# Description of the task
Starting at the first line of the entries below, output every line exactly, up to and including the line with "pub const ACCESS_RING_CAP: usize = 1000;".
*** Provided records ***
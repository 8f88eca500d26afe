//! [`AccessPatternRecord`]: the per-user access history the learner predicts
//! from.

use std::collections::{HashMap, VecDeque};

/// Caps the number of recent access timestamps kept per user.
pub const ACCESS_RING_CAP: usize = 1000;

/// Caps the number of recent access timestamps kept per session.
pub const SESSION_RING_CAP: usize = 100;

/// Minimum samples before [`AccessPatternRecord::next_access_time`] returns
/// a prediction.
pub const MIN_SAMPLES_FOR_PREDICTION: usize = 5;

/// Per-user access history, used to predict when a user will next need a
/// resource and which kinds they're likely to touch.
#[derive(Debug, Clone)]
pub struct AccessPatternRecord {
    /// The user this record tracks.
    pub user_id: String,
    recent_access: VecDeque<u64>,
    resource_kind_freq: HashMap<String, u64>,
    operation_freq: HashMap<String, u64>,
    session_rings: HashMap<String, VecDeque<u64>>,
    /// Unix timestamp of the most recent [`AccessPatternRecord::record`].
    pub last_updated: u64,
}

impl AccessPatternRecord {
    /// Creates an empty record for `user_id`.
    pub fn new(user_id: impl Into<String>, now: u64) -> Self {
        Self {
            user_id: user_id.into(),
            recent_access: VecDeque::new(),
            resource_kind_freq: HashMap::new(),
            operation_freq: HashMap::new(),
            session_rings: HashMap::new(),
            last_updated: now,
        }
    }

    /// Records one access at `now`, bumping all rings and frequency tables.
    /// `last_updated` only moves forward, matching monotonicity.
    pub fn record(&mut self, now: u64, resource_kind: &str, operation: &str, session_tag: &str) {
        push_bounded(&mut self.recent_access, now, ACCESS_RING_CAP);
        *self
            .resource_kind_freq
            .entry(resource_kind.to_string())
            .or_insert(0) += 1;
        *self
            .operation_freq
            .entry(operation.to_string())
            .or_insert(0) += 1;

        let session_ring = self
            .session_rings
            .entry(session_tag.to_string())
            .or_default();
        push_bounded(session_ring, now, SESSION_RING_CAP);

        self.last_updated = self.last_updated.max(now);
    }

    /// Predicts the next access time as `last_access + mean(intervals)`,
    /// once at least [`MIN_SAMPLES_FOR_PREDICTION`] samples exist.
    pub fn next_access_time(&self) -> Option<u64> {
        if self.recent_access.len() < MIN_SAMPLES_FOR_PREDICTION {
            return None;
        }

        let intervals: Vec<u64> = self
            .recent_access
            .iter()
            .zip(self.recent_access.iter().skip(1))
            .map(|(a, b)| b.saturating_sub(*a))
            .collect();

        if intervals.is_empty() {
            return None;
        }

        let mean = intervals.iter().sum::<u64>() / intervals.len() as u64;
        let last_access = *self.recent_access.back()?;
        Some(last_access + mean)
    }

    /// Returns the `top_n` resource kinds by empirical frequency, descending.
    pub fn likely_resources(&self, top_n: usize) -> Vec<(String, f64)> {
        let total: u64 = self.resource_kind_freq.values().sum();
        if total == 0 {
            return Vec::new();
        }

        let mut ranked: Vec<(String, f64)> = self
            .resource_kind_freq
            .iter()
            .map(|(kind, count)| (kind.clone(), *count as f64 / total as f64))
            .collect();

        ranked.sort_by(|a, b| b.1.partial_cmp(&a.1).unwrap_or(std::cmp::Ordering::Equal));
        ranked.truncate(top_n);
        ranked
    }
}

fn push_bounded(ring: &mut VecDeque<u64>, value: u64, cap: usize) {
    ring.push_back(value);
    while ring.len() > cap {
        ring.pop_front();
    }
}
*** End of Provided records ***
# Reply to the exercise
repository 8f88eca500d26afe
//! [`AccessPatternRecord`]: the per-user access history the learner predicts
//! from.

use std::collections::{HashMap, VecDeque};

/// Caps the number of recent access timestamps kept per user.
pub const ACCESS_RING_CAP: usize = 1000;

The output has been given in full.